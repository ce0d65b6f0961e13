//! Build context: versions, directories and tuning threaded through every stage.

use anyhow::{Result, bail};
use std::path::PathBuf;

use crate::engine::archive::Archiver;
use crate::engine::signing::Signer;
use crate::engine::tools;
use crate::{SkipFlags, WorkerCounts};

/// Everything a pipeline run needs. Built once by the caller (CLI or lib user) and
/// borrowed by each stage; nothing is read from process-wide state.
#[derive(Clone, Debug)]
pub struct BuildContext {
    /// Root of the server state tree (`www/`, `image/`).
    pub state_dir: PathBuf,
    pub version: u32,
    pub previous: u32,
    pub min_version: u32,
    /// Manifest schema format, passed through to manifest materialization.
    pub format: u32,
    pub workers: WorkerCounts,
    pub skip: SkipFlags,
    /// Codec names forwarded to fullfile generation.
    pub compression: Vec<String>,
    pub archiver: Archiver,
    pub signer: Signer,
}

impl BuildContext {
    /// Check the invariants the stages rely on.
    pub fn validate(&self) -> Result<()> {
        if self.version <= self.previous {
            bail!(
                "build version {} must be greater than previous version {}",
                self.version,
                self.previous
            );
        }
        for (name, n) in [
            ("bundle", self.workers.bundle),
            ("fullfile", self.workers.fullfile),
            ("delta", self.workers.delta),
        ] {
            if n == 0 {
                bail!("{} worker count must be at least 1", name);
            }
        }
        Ok(())
    }

    /// `<state_dir>/www`
    pub fn www_dir(&self) -> PathBuf {
        tools::www_dir(&self.state_dir)
    }

    /// `<state_dir>/www/<version>`
    pub fn version_dir(&self) -> PathBuf {
        tools::version_dir(&self.www_dir(), self.version)
    }

    /// `<state_dir>/www/<version>/files`
    pub fn fullfiles_dir(&self) -> PathBuf {
        self.version_dir().join("files")
    }

    /// `<state_dir>/image`: per-bundle content consumed by pack construction.
    pub fn image_dir(&self) -> PathBuf {
        self.state_dir.join("image")
    }

    /// `<state_dir>/image/<version>/full`: the materialized chroot.
    pub fn full_chroot(&self) -> PathBuf {
        self.image_dir().join(self.version.to_string()).join("full")
    }
}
========
## WORK ORDER:
Nothing in the data above should change. Please copy it all.

## EXERCISE RESPONSE:
repository ce0d65b6f0961e13
//! Build context: versions, directories and tuning threaded through every stage.

use anyhow::{Result, bail};
use std::path::PathBuf;

use crate::engine::archive::Archiver;
use crate::engine::signing::Signer;
use crate::engine::tools;
use crate::{SkipFlags, WorkerCounts};

/// Everything a pipeline run needs. Built once by the caller (CLI or lib user) and
/// borrowed by each stage; nothing is read from process-wide state.
#[derive(Clone, Debug)]
pub struct BuildContext {
    /// Root of the server state tree (`www/`, `image/`).
    pub state_dir: PathBuf,
    pub version: u32,
    pub previous: u32,
    pub min_version: u32,
    /// Manifest schema format, passed through to manifest materialization.
    pub format: u32,
    pub workers: WorkerCounts,
    pub skip: SkipFlags,
    /// Codec names forwarded to fullfile generation.
    pub compression: Vec<String>,
    pub archiver: Archiver,
    pub signer: Signer,
}

impl BuildContext {
    /// Check the invariants the stages rely on.
    pub fn validate(&self) -> Result<()> {
        if self.version <= self.previous {
            bail!(
                "build version {} must be greater than previous version {}",
                self.version,
                self.previous
            );
        }
        for (name, n) in [
            ("bundle", self.workers.bundle),
            ("fullfile", self.workers.fullfile),
            ("delta", self.workers.delta),
        ] {
            if n == 0 {
                bail!("{} worker count must be at least 1", name);
            }
        }
        Ok(())
    }

    /// `<state_dir>/www`
    pub fn www_dir(&self) -> PathBuf {
        tools::www_dir(&self.state_dir)
    }

    /// `<state_dir>/www/<version>`
    pub fn version_dir(&self) -> PathBuf {
        tools::version_dir(&self.www_dir(), self.version)
    }

    /// `<state_dir>/www/<version>/files`
    pub fn fullfiles_dir(&self) -> PathBuf {
        self.version_dir().join("files")
    }

    /// `<state_dir>/image`: per-bundle content consumed by pack construction.
    pub fn image_dir(&self) -> PathBuf {
        self.state_dir.join("image")
    }

    /// `<state_dir>/image/<version>/full`: the materialized chroot.
    pub fn full_chroot(&self) -> PathBuf {
        self.image_dir().join(self.version.to_string()).join("full")
    }
}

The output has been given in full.